***** SOURCE MATERIAL *****

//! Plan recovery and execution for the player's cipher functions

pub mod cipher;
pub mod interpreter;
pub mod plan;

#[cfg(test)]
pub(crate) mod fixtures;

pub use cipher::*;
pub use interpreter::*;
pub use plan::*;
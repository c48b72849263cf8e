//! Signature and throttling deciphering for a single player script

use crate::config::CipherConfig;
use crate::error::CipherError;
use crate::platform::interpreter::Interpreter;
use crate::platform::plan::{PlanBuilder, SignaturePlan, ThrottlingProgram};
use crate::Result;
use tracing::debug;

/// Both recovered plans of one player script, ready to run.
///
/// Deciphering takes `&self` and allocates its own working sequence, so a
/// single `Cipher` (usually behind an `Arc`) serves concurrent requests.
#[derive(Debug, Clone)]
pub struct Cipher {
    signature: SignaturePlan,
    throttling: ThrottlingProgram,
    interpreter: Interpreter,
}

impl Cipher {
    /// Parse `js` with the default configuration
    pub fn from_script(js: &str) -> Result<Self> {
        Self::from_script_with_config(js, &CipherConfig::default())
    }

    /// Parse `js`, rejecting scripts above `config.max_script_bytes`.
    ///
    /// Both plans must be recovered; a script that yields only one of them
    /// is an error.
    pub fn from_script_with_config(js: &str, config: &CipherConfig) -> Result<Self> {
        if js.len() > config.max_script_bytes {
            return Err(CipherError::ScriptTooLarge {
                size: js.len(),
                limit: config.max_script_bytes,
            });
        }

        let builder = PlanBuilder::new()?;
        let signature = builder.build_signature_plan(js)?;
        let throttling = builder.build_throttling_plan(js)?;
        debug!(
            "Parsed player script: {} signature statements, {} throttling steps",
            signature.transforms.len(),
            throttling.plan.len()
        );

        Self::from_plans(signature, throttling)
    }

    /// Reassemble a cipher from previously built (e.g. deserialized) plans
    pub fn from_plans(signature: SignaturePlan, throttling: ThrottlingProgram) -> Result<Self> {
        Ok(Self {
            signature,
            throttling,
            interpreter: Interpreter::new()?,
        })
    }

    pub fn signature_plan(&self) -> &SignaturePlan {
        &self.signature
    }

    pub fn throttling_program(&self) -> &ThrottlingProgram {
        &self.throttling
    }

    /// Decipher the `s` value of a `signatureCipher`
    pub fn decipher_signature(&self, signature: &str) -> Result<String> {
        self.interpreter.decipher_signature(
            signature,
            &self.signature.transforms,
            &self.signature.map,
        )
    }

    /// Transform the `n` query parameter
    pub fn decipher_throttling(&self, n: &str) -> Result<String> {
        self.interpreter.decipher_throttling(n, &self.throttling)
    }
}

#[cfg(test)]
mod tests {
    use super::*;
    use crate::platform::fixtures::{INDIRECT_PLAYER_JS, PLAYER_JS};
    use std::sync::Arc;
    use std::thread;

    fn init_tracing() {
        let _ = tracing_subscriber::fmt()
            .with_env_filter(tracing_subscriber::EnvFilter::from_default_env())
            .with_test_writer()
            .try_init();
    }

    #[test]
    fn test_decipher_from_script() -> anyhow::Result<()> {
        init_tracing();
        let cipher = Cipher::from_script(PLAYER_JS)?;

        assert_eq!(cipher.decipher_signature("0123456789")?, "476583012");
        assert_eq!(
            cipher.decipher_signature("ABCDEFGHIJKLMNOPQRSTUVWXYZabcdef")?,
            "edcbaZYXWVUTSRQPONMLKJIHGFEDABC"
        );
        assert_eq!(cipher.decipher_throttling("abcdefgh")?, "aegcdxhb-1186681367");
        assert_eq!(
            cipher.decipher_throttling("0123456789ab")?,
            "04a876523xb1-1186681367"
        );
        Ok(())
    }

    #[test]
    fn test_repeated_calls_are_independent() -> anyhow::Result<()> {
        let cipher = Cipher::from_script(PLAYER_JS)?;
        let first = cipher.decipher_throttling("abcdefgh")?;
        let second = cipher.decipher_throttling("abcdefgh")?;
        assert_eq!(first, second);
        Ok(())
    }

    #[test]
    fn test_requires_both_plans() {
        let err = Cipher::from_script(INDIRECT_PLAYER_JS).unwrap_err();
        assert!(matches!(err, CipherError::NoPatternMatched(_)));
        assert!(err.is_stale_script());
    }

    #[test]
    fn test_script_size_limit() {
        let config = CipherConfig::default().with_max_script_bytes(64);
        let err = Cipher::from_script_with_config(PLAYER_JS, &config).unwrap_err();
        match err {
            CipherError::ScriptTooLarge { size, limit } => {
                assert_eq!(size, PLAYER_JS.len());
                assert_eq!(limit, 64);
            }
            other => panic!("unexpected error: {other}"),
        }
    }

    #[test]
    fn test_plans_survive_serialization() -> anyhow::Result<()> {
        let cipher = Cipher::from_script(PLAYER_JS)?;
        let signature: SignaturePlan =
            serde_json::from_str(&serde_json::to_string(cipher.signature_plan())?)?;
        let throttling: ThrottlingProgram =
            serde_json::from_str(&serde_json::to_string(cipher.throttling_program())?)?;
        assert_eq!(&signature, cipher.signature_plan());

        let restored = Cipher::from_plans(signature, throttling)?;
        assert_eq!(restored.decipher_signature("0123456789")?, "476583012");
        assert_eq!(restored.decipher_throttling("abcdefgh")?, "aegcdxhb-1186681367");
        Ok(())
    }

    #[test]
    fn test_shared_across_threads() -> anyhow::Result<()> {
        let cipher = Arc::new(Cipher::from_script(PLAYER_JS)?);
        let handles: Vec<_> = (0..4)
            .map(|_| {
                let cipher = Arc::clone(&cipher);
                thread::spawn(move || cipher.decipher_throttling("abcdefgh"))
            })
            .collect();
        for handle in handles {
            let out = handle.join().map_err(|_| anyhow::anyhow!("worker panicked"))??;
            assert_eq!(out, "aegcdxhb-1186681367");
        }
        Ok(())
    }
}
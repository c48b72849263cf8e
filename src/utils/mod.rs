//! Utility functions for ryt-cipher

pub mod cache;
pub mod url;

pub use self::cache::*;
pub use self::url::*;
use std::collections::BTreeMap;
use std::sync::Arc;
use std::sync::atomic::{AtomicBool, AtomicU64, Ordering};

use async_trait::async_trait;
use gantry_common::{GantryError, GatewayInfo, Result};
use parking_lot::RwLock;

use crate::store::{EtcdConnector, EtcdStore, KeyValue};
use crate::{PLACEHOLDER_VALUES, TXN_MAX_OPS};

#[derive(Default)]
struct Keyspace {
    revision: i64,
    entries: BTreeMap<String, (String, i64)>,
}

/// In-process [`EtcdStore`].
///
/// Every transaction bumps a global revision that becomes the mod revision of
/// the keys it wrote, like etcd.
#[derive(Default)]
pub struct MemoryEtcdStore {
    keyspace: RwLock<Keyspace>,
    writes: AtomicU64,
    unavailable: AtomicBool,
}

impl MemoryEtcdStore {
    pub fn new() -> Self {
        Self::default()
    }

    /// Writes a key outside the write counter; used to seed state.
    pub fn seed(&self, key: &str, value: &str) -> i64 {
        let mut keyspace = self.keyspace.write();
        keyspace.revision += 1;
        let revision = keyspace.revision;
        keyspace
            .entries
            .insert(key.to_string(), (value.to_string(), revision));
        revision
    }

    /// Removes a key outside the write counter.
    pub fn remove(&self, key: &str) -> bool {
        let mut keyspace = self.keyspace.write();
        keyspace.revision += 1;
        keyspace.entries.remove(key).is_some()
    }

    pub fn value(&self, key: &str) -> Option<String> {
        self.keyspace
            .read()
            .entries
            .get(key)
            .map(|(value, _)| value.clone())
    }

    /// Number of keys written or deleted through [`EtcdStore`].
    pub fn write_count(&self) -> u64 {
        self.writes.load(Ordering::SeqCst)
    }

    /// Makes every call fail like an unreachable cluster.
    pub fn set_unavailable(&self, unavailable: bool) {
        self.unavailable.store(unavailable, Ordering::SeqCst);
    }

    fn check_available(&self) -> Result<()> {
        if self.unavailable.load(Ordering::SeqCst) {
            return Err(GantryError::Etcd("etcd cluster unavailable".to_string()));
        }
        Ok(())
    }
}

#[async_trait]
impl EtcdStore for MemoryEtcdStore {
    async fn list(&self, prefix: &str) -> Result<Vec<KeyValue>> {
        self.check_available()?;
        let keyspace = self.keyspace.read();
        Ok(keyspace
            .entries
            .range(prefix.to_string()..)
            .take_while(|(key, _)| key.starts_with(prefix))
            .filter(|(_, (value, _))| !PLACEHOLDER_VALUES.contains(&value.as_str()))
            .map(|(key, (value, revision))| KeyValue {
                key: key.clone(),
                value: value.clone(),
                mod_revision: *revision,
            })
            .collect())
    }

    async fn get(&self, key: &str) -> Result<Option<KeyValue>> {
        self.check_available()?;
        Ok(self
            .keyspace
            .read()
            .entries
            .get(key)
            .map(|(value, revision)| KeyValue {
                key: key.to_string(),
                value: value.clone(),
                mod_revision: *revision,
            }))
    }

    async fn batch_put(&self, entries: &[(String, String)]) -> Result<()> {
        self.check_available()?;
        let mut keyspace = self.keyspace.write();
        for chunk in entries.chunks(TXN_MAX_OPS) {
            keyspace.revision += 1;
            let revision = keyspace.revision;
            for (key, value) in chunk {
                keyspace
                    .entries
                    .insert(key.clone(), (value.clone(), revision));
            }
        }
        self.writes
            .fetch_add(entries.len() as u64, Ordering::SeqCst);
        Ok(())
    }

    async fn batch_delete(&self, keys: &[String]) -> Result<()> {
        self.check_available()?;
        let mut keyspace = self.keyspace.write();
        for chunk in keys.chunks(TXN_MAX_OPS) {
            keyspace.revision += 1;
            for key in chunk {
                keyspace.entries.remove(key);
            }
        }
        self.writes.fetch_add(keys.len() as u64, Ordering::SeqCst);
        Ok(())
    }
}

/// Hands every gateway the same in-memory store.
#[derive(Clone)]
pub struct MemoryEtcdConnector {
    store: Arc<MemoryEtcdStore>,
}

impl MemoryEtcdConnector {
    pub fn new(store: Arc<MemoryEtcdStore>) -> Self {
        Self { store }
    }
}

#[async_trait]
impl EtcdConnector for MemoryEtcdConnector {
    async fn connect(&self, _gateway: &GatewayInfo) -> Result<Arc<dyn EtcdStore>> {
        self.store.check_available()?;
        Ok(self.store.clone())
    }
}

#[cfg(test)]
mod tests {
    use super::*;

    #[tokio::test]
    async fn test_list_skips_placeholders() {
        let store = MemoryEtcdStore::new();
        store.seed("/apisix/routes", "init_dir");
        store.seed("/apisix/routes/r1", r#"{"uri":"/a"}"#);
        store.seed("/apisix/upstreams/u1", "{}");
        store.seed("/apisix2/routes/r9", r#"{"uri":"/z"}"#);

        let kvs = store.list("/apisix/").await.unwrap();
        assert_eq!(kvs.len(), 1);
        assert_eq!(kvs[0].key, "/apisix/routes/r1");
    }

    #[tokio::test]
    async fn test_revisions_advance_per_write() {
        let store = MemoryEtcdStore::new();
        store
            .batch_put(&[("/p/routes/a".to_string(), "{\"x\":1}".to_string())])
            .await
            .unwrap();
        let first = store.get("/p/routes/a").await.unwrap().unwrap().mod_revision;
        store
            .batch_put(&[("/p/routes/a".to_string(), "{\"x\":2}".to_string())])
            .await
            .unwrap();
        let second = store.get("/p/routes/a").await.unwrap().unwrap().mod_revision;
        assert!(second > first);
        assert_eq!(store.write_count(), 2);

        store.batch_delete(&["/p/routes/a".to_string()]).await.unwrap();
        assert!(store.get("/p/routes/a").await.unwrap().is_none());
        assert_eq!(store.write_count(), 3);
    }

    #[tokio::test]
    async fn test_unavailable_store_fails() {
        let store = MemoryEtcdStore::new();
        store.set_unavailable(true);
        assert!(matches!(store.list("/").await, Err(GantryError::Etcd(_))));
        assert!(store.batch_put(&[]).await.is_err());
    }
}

*****

*WORK TASK:*
Print the lines above, unchanged, from the start of the records to the line with "sequence, so a", including that final line.

*RESULT OF THIS TASK:*
//! Plan recovery and execution for the player's cipher functions

pub mod cipher;
pub mod interpreter;
pub mod plan;

#[cfg(test)]
pub(crate) mod fixtures;

pub use cipher::*;
pub use interpreter::*;
pub use plan::*;
repository c48b72849263cf8e
//! Signature and throttling deciphering for a single player script

use crate::config::CipherConfig;
use crate::error::CipherError;
use crate::platform::interpreter::Interpreter;
use crate::platform::plan::{PlanBuilder, SignaturePlan, ThrottlingProgram};
use crate::Result;
use tracing::debug;

/// Both recovered plans of one player script, ready to run.
///
/// Deciphering takes `&self` and allocates its own working sequence, so a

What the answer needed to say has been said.